WHAT YOU ARE ASKED TO DO:
The answer must consist only of the lines from the line with "let config = ServiceConfig" to the line with "let storage_http = storage.clone();", both included, exactly as they stand below.

Stored data
BEGIN

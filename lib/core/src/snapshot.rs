// Versioned (table, model, matrix) bundle and the slot readers share it through
use chrono::{DateTime, Utc};
use parking_lot::RwLock;
use std::sync::atomic::{AtomicU64, Ordering};
use std::sync::Arc;

use crate::recommend::{recommend, Recommendation};
use crate::record::RecordTable;
use crate::tfidf::{fit, DocumentTermMatrix, TfidfModel};

/// One fitted generation. Never mutated after construction.
#[derive(Debug)]
pub struct Snapshot {
    generation: u64,
    table: RecordTable,
    model: TfidfModel,
    matrix: DocumentTermMatrix,
    built_at: DateTime<Utc>,
}

impl Snapshot {
    /// Fit a model over `table` and bundle the three together.
    pub fn build(table: RecordTable, generation: u64) -> Self {
        let (model, matrix) = fit(&table);
        debug_assert_eq!(matrix.n_rows(), table.len());
        Self {
            generation,
            table,
            model,
            matrix,
            built_at: Utc::now(),
        }
    }

    /// Generation 0: no records.
    pub fn empty() -> Self {
        Self::build(RecordTable::default(), 0)
    }

    #[inline]
    #[must_use]
    pub fn generation(&self) -> u64 {
        self.generation
    }

    #[inline]
    pub fn table(&self) -> &RecordTable {
        &self.table
    }

    #[inline]
    pub fn model(&self) -> &TfidfModel {
        &self.model
    }

    #[inline]
    pub fn matrix(&self) -> &DocumentTermMatrix {
        &self.matrix
    }

    #[inline]
    pub fn built_at(&self) -> DateTime<Utc> {
        self.built_at
    }

    #[inline]
    #[must_use]
    pub fn len(&self) -> usize {
        self.table.len()
    }

    #[inline]
    #[must_use]
    pub fn is_empty(&self) -> bool {
        self.table.is_empty()
    }

    /// Recommend against this generation only.
    pub fn recommend(&self, query: &str, top_n: usize) -> Vec<Recommendation> {
        recommend(query, &self.model, &self.matrix, &self.table, top_n)
    }
}

/// The single slot holding the current [`Snapshot`].
///
/// Readers clone the `Arc` and keep working on it no matter how many
/// publishes happen meanwhile. The lock is only held for the pointer copy.
pub struct SnapshotHandle {
    current: RwLock<Arc<Snapshot>>,
    // highest generation handed out to a builder
    issued: AtomicU64,
}

impl SnapshotHandle {
    pub fn new(initial: Snapshot) -> Self {
        let issued = AtomicU64::new(initial.generation);
        Self {
            current: RwLock::new(Arc::new(initial)),
            issued,
        }
    }

    /// Reserve the generation number for a build that is about to start.
    /// A build that starts later always gets a higher number, so when two
    /// builds race the one that read the store last wins.
    #[inline]
    pub fn next_generation(&self) -> u64 {
        self.issued.fetch_add(1, Ordering::AcqRel) + 1
    }

    #[inline]
    pub fn current(&self) -> Arc<Snapshot> {
        self.current.read().clone()
    }

    #[inline]
    #[must_use]
    pub fn generation(&self) -> u64 {
        self.current.read().generation
    }

    /// Swap in `snapshot` unless a newer generation is already published.
    /// Returns whether the swap happened.
    pub fn publish(&self, snapshot: Snapshot) -> bool {
        let snapshot = Arc::new(snapshot);
        let mut current = self.current.write();
        if snapshot.generation < current.generation {
            tracing::debug!(
                stale = snapshot.generation,
                current = current.generation,
                "Dropping stale snapshot"
            );
            return false;
        }
        self.issued.fetch_max(snapshot.generation, Ordering::AcqRel);
        *current = snapshot;
        true
    }
}

impl Default for SnapshotHandle {
    fn default() -> Self {
        Self::new(Snapshot::empty())
    }
}

#[cfg(test)]
mod tests {
    use super::*;
    use crate::record::DesignRecord;

    fn table(n: usize) -> RecordTable {
        (0..n)
            .map(|i| DesignRecord::new(format!("R{i}"), "사출금형", format!("부품{i}")))
            .collect()
    }

    #[test]
    fn test_build_aligns_matrix_with_table() {
        for n in [0, 1, 5, 40] {
            let snap = Snapshot::build(table(n), 1);
            assert_eq!(snap.matrix().n_rows(), snap.len());
        }
    }

    #[test]
    fn test_publish_replaces_whole_bundle() {
        let handle = SnapshotHandle::default();
        let before = handle.current();
        assert_eq!(before.generation(), 0);
        assert!(before.is_empty());

        assert!(handle.publish(Snapshot::build(table(3), 1)));
        let after = handle.current();
        assert_eq!(after.generation(), 1);
        assert_eq!(after.len(), 3);
        assert_eq!(after.matrix().n_rows(), 3);

        // readers holding the old Arc are unaffected
        assert!(before.is_empty());
        assert_eq!(before.matrix().n_rows(), 0);
    }

    #[test]
    fn test_stale_publish_is_ignored() {
        let handle = SnapshotHandle::new(Snapshot::build(table(2), 5));
        assert!(!handle.publish(Snapshot::build(table(9), 4)));
        assert_eq!(handle.generation(), 5);
        assert_eq!(handle.current().len(), 2);
    }

    #[test]
    fn test_next_generation_is_monotonic() {
        let handle = SnapshotHandle::new(Snapshot::build(table(1), 3));
        assert_eq!(handle.next_generation(), 4);
        assert_eq!(handle.next_generation(), 5);
        // issuing does not publish
        assert_eq!(handle.generation(), 3);
    }

    #[test]
    fn test_concurrent_readers_see_consistent_generations() {
        let handle = Arc::new(SnapshotHandle::default());
        let readers: Vec<_> = (0..4)
            .map(|_| {
                let handle = handle.clone();
                std::thread::spawn(move || {
                    for _ in 0..500 {
                        let snap = handle.current();
                        assert_eq!(snap.matrix().n_rows(), snap.table().len());
                        let results = snap.recommend("사출금형 부품1", 5);
                        assert!(results.len() <= 5);
                        assert!(results.iter().all(|r| r.row < snap.len()));
                    }
                })
            })
            .collect();

        for generation in 1..=20 {
            handle.publish(Snapshot::build(table(generation as usize), generation));
        }

        for reader in readers {
            reader.join().unwrap();
        }
        assert_eq!(handle.generation(), 20);
    }
}
use clap::{Args, Parser, Subcommand};
use moldrec_api::{RestApi, ServiceConfig};
use moldrec_core::{compose_query, RecommendConfig, Recommendation, DEFAULT_TOP_N};
use moldrec_storage::{github::DEFAULT_API_BASE, GithubConfig, SourceConfig, SqliteSource, StorageManager, DEFAULT_TABLE};
use std::io::{self, BufRead, Write};
use std::path::PathBuf;
use std::sync::Arc;
use tracing::{info, Level};
use tracing_subscriber::FmtSubscriber;

const DEFAULT_CSV: &str = "2025년 금형제작리스트_통합.csv";

/// Recommend similar past mold designs
#[derive(Parser, Debug)]
#[command(name = "moldrec")]
#[command(about = "Recommend similar past mold designs", long_about = None)]
struct Cli {
    /// Log level
    #[arg(long, global = true, default_value = "info")]
    log_level: String,

    #[command(subcommand)]
    command: Command,
}

#[derive(Subcommand, Debug)]
enum Command {
    /// Serve the HTTP API
    Serve(ServeArgs),
    /// Interactive recommendation prompt
    Query(QueryArgs),
    /// Bulk-load a CSV export into SQLite
    Import(ImportArgs),
}

#[derive(Args, Debug)]
struct SourceArgs {
    /// CSV file with the design records
    #[arg(long, default_value = DEFAULT_CSV, conflicts_with = "db")]
    csv: PathBuf,

    /// SQLite database to read instead of a CSV file
    #[arg(long)]
    db: Option<PathBuf>,

    /// Table inside the SQLite database
    #[arg(long, default_value = DEFAULT_TABLE)]
    table: String,
}

impl SourceArgs {
    fn config(&self) -> SourceConfig {
        match &self.db {
            Some(db) => SourceConfig::Sqlite {
                path: db.clone(),
                table: self.table.clone(),
            },
            None => SourceConfig::Csv { path: self.csv.clone() },
        }
    }
}

#[derive(Args, Debug)]
struct ServeArgs {
    #[command(flatten)]
    source: SourceArgs,

    #[arg(long, default_value = "0.0.0.0")]
    host: String,

    /// HTTP API port
    #[arg(long, default_value_t = 5000)]
    port: u16,

    /// Results returned when a request does not ask for a count
    #[arg(long, default_value_t = DEFAULT_TOP_N)]
    top_n: usize,

    /// Upper bound on requested result counts
    #[arg(long, default_value_t = 100)]
    max_top_n: usize,

    #[arg(long, env = "GITHUB_TOKEN", hide_env_values = true)]
    github_token: Option<String>,

    /// Repository as owner/name
    #[arg(long, env = "GITHUB_REPO")]
    github_repo: Option<String>,

    /// Path of the CSV inside the repository
    #[arg(long, env = "GITHUB_FILE")]
    github_file: Option<String>,

    #[arg(long, env = "GITHUB_API_URL", default_value = DEFAULT_API_BASE)]
    github_api: String,
}

#[derive(Args, Debug)]
struct QueryArgs {
    #[command(flatten)]
    source: SourceArgs,

    #[arg(long, default_value_t = DEFAULT_TOP_N)]
    top_n: usize,
}

#[derive(Args, Debug)]
struct ImportArgs {
    /// CSV export to load
    #[arg(long)]
    csv: PathBuf,

    /// Target SQLite database (created if missing)
    #[arg(long)]
    db: PathBuf,

    #[arg(long, default_value = DEFAULT_TABLE)]
    table: String,

    /// Rows between progress log lines
    #[arg(long, default_value_t = 500)]
    batch_size: usize,
}

#[tokio::main]
async fn main() -> anyhow::Result<()> {
    let cli = Cli::parse();

    let log_level = match cli.log_level.as_str() {
        "trace" => Level::TRACE,
        "debug" => Level::DEBUG,
        "info" => Level::INFO,
        "warn" => Level::WARN,
        "error" => Level::ERROR,
        _ => Level::INFO,
    };

    let subscriber = FmtSubscriber::builder()
        .with_max_level(log_level)
        .finish();
    tracing::subscriber::set_global_default(subscriber)?;

    match cli.command {
        Command::Serve(args) => serve(args).await,
        Command::Query(args) => tokio::task::spawn_blocking(move || query(args)).await?,
        Command::Import(args) => import(args),
    }
}

async fn serve(args: ServeArgs) -> anyhow::Result<()> {
    info!("Starting moldrec v{}", env!("CARGO_PKG_VERSION"));

    let source = args.source.config();
    info!("Data source: {:?}", source);

    let github = GithubConfig {
        token: args.github_token,
        repo: args.github_repo,
        file: args.github_file,
        api_base: args.github_api,
    };
    let storage = Arc::new(StorageManager::open(&source)?.with_github(&github)?);
    info!(
        "Loaded {} records, GitHub sync {}",
        storage.snapshot().len(),
        if storage.github_enabled() { "enabled" } else { "disabled" }
    );

    let config = ServiceConfig {
        host: args.host,
        port: args.port,
        recommend: RecommendConfig {
            top_n: args.top_n,
            max_top_n: args.max_top_n,
        },
    };
    let (host, port) = (config.host.clone(), config.port);

    let storage_http = storage.clone();
    let http_handle = std::thread::spawn(move || {
        info!("Starting HTTP server on {}:{}", config.host, config.port);
        let sys = actix_web::rt::System::new();
        sys.block_on(async {
            if let Err(e) = RestApi::start(storage_http, config).await {
                eprintln!("HTTP server error: {}", e);
            }
        })
    });

    info!("HTTP API: http://{}:{}/", host, port);

    tokio::select! {
        _ = tokio::signal::ctrl_c() => {
            info!("Shutdown signal received");
        }
        _ = tokio::task::spawn_blocking(move || {
            http_handle.join().ok();
        }) => {
            info!("HTTP server stopped");
        }
    }

    info!("Shutting down...");
    storage.shutdown();
    Ok(())
}

fn is_quit(input: &str) -> bool {
    matches!(input.trim().to_lowercase().as_str(), "q" | "quit" | "exit")
}

/// `None` on end of input or a quit command.
fn prompt(lines: &mut impl Iterator<Item = io::Result<String>>, label: &str) -> anyhow::Result<Option<String>> {
    print!("{}: ", label);
    io::stdout().flush()?;
    match lines.next() {
        None => Ok(None),
        Some(line) => {
            let line = line?;
            Ok(if is_quit(&line) { None } else { Some(line.trim().to_string()) })
        }
    }
}

fn print_results(results: &[Recommendation]) {
    if results.is_empty() {
        println!("No matching designs.");
        return;
    }
    println!("{:>3}  {:<12} {:<10} {:<12} {:<24} {:<12} {:>6}", "#", "제번", "고객사", "제품종류", "품명", "제품", "유사도");
    for (i, r) in results.iter().enumerate() {
        println!(
            "{:>3}  {:<12} {:<10} {:<12} {:<24} {:<12} {:>6.4}",
            i + 1,
            r.record.code,
            r.record.customer.as_deref().unwrap_or("-"),
            r.record.category,
            r.record.part_name,
            r.record.product.as_deref().unwrap_or("-"),
            r.similarity
        );
    }
}

fn query(args: QueryArgs) -> anyhow::Result<()> {
    let storage = StorageManager::open(&args.source.config())?;
    println!("Loaded {} records. Type q, quit or exit to leave.", storage.snapshot().len());

    let stdin = io::stdin();
    let mut lines = stdin.lock().lines();
    loop {
        let Some(category) = prompt(&mut lines, "제품종류")? else { break };
        let Some(name) = prompt(&mut lines, "품명")? else { break };

        let results = storage.recommend(&compose_query(&category, &name), args.top_n);
        print_results(&results);
        println!();
    }
    Ok(())
}

fn import(args: ImportArgs) -> anyhow::Result<()> {
    let target = SqliteSource::open(&args.db, &args.table)?;
    let inserted = target.import_csv(&args.csv, args.batch_size)?;
    info!(
        "Imported {} rows from {} into {}#{} ({} total)",
        inserted,
        args.csv.display(),
        args.db.display(),
        args.table,
        target.count()?
    );
    Ok(())
}

#[cfg(test)]
mod tests {
    use super::*;

    #[test]
    fn test_quit_words() {
        assert!(is_quit("q"));
        assert!(is_quit(" QUIT "));
        assert!(is_quit("Exit"));
        assert!(!is_quit("사출금형"));
        assert!(!is_quit(""));
    }

    #[test]
    fn test_prompt_stops_at_quit_or_eof() {
        let input: Vec<io::Result<String>> = vec![Ok("사출금형 ".to_string()), Ok("exit".to_string())];
        let mut lines = input.into_iter();
        assert_eq!(prompt(&mut lines, "제품종류").unwrap(), Some("사출금형".to_string()));
        assert_eq!(prompt(&mut lines, "품명").unwrap(), None);
        assert_eq!(prompt(&mut lines, "품명").unwrap(), None);
    }

    #[test]
    fn test_cli_parses_subcommands() {
        let cli = Cli::try_parse_from(["moldrec", "serve", "--db", "mold.db", "--port", "8080"]).unwrap();
        match cli.command {
            Command::Serve(args) => {
                assert_eq!(args.port, 8080);
                assert_eq!(
                    args.source.config(),
                    SourceConfig::Sqlite { path: PathBuf::from("mold.db"), table: DEFAULT_TABLE.to_string() }
                );
            }
            other => panic!("unexpected {:?}", other),
        }

        let cli = Cli::try_parse_from(["moldrec", "--log-level", "debug", "query"]).unwrap();
        assert_eq!(cli.log_level, "debug");
        assert!(matches!(cli.command, Command::Query(a) if a.source.config() == SourceConfig::Csv { path: PathBuf::from(DEFAULT_CSV) }));

        assert!(Cli::try_parse_from(["moldrec", "import", "--csv", "a.csv"]).is_err());
        assert!(Cli::try_parse_from(["moldrec", "serve", "--csv", "a.csv", "--db", "b.db"]).is_err());
    }
}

END

RESPONSE:
    let config = ServiceConfig {
        host: args.host,
        port: args.port,
        recommend: RecommendConfig {
            top_n: args.top_n,
            max_top_n: args.max_top_n,
        },
    };
    let (host, port) = (config.host.clone(), config.port);

    let storage_http = storage.clone();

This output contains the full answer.